## WHAT THE TASK ASKS
Using the records below, give the number of lines where the word "trimmed" appears, with no further output.

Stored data

·····

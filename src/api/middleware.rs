//! HTTP middleware: client identity, rate limiting and shared-secret auth.

use std::net::SocketAddr;
use std::sync::Arc;
use std::time::Duration;

use axum::{
    body::Body,
    extract::{ConnectInfo, State},
    http::{HeaderValue, Request, Response, header},
    middleware::Next,
    response::IntoResponse,
};
use secrecy::ExposeSecret;
use sha2::{Digest, Sha256};
use tracing::{debug, warn};

use crate::app::{Admission, AppState};
use crate::domain::AppError;

const UNKNOWN_CLIENT: &str = "unknown";

/// Constant-time comparison of two byte slices to prevent timing attacks.
fn constant_time_eq(a: &[u8], b: &[u8]) -> bool {
    if a.len() != b.len() {
        return false;
    }
    let mut result = 0u8;
    for (x, y) in a.iter().zip(b.iter()) {
        result |= x ^ y;
    }
    result == 0
}

/// Client identity used as the rate-limit key: first `X-Forwarded-For`
/// entry, then `X-Real-IP`, then the peer address.
pub fn client_identity<B>(request: &Request<B>) -> String {
    let header_value = |name: &str| {
        request
            .headers()
            .get(name)
            .and_then(|v| v.to_str().ok())
            .map(str::to_string)
    };

    if let Some(forwarded) = header_value("x-forwarded-for") {
        if let Some(first) = forwarded.split(',').map(str::trim).find(|s| !s.is_empty()) {
            return first.to_string();
        }
    }
    if let Some(real_ip) = header_value("x-real-ip") {
        let trimmed = real_ip.trim();
        if !trimmed.is_empty() {
            return trimmed.to_string();
        }
    }
    if let Some(ConnectInfo(addr)) = request.extensions().get::<ConnectInfo<SocketAddr>>() {
        return addr.ip().to_string();
    }
    UNKNOWN_CLIENT.to_string()
}

/// Token from `X-Service-Token` or `Authorization: Bearer <token>`.
fn presented_token<B>(request: &Request<B>) -> Option<&str> {
    let headers = request.headers();
    if let Some(token) = headers.get("x-service-token").and_then(|v| v.to_str().ok()) {
        return Some(token.trim());
    }
    headers
        .get(header::AUTHORIZATION)
        .and_then(|v| v.to_str().ok())
        .and_then(|v| v.strip_prefix("Bearer "))
        .map(str::trim)
}

/// Shared-secret authentication.
/// Compares SHA-256 digests in constant time.
pub async fn auth_middleware(
    State(state): State<Arc<AppState>>,
    request: Request<Body>,
    next: Next,
) -> Response<Body> {
    let Some(provided) = presented_token(&request) else {
        warn!("Auth failed: no service token presented");
        return AppError::Authentication("missing service token".to_string()).into_response();
    };

    let expected_hash = Sha256::digest(state.secret_key.expose_secret().as_bytes());
    let provided_hash = Sha256::digest(provided.as_bytes());

    if !constant_time_eq(expected_hash.as_slice(), provided_hash.as_slice()) {
        warn!("Auth failed: invalid service token");
        return AppError::Authentication("invalid service token".to_string()).into_response();
    }

    next.run(request).await
}

fn retry_after_secs(wait: Duration) -> u64 {
    let secs = wait.as_secs() + u64::from(wait.subsec_nanos() > 0);
    secs.max(1)
}

/// Sliding-window rate limit for the transaction routes.
pub async fn rate_limit_middleware(
    State(state): State<Arc<AppState>>,
    request: Request<Body>,
    next: Next,
) -> Response<Body> {
    let client = client_identity(&request);
    let limit = HeaderValue::from(state.rate_limiter.capacity());

    match state.rate_limiter.admit(&client) {
        Admission::Admitted { remaining } => {
            let mut response = next.run(request).await;
            let headers = response.headers_mut();
            headers.insert("x-ratelimit-limit", limit);
            headers.insert("x-ratelimit-remaining", HeaderValue::from(remaining));
            response
        }
        Admission::Rejected { retry_after } => {
            let retry_after_secs = retry_after_secs(retry_after);
            warn!(client = %client, retry_after = retry_after_secs, "Rate limit exceeded");
            metrics::counter!("gateway_rate_limited_total").increment(1);

            let mut response = AppError::RateLimited {
                limit: state.rate_limiter.capacity(),
                window_secs: state.rate_limiter.window().as_secs(),
                retry_after_secs,
            }
            .into_response();
            let headers = response.headers_mut();
            headers.insert("x-ratelimit-limit", limit);
            headers.insert("x-ratelimit-remaining", HeaderValue::from(0u32));
            response
        }
    }
}

/// Token-bucket limit for the health routes.
pub async fn health_rate_limit_middleware(
    State(state): State<Arc<AppState>>,
    request: Request<Body>,
    next: Next,
) -> Response<Body> {
    let client = client_identity(&request);
    match state.health_limiter.check_key(&client) {
        Ok(()) => next.run(request).await,
        Err(not_until) => {
            let wait = not_until.wait_time_from(governor::clock::Clock::now(
                &governor::clock::DefaultClock::default(),
            ));
            debug!(client = %client, "Health rate limit exceeded");

            AppError::RateLimited {
                limit: state.health_rps,
                window_secs: 1,
                retry_after_secs: retry_after_secs(wait),
            }
            .into_response()
        }
    }
}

·····

## EXERCISE RESPONSE
3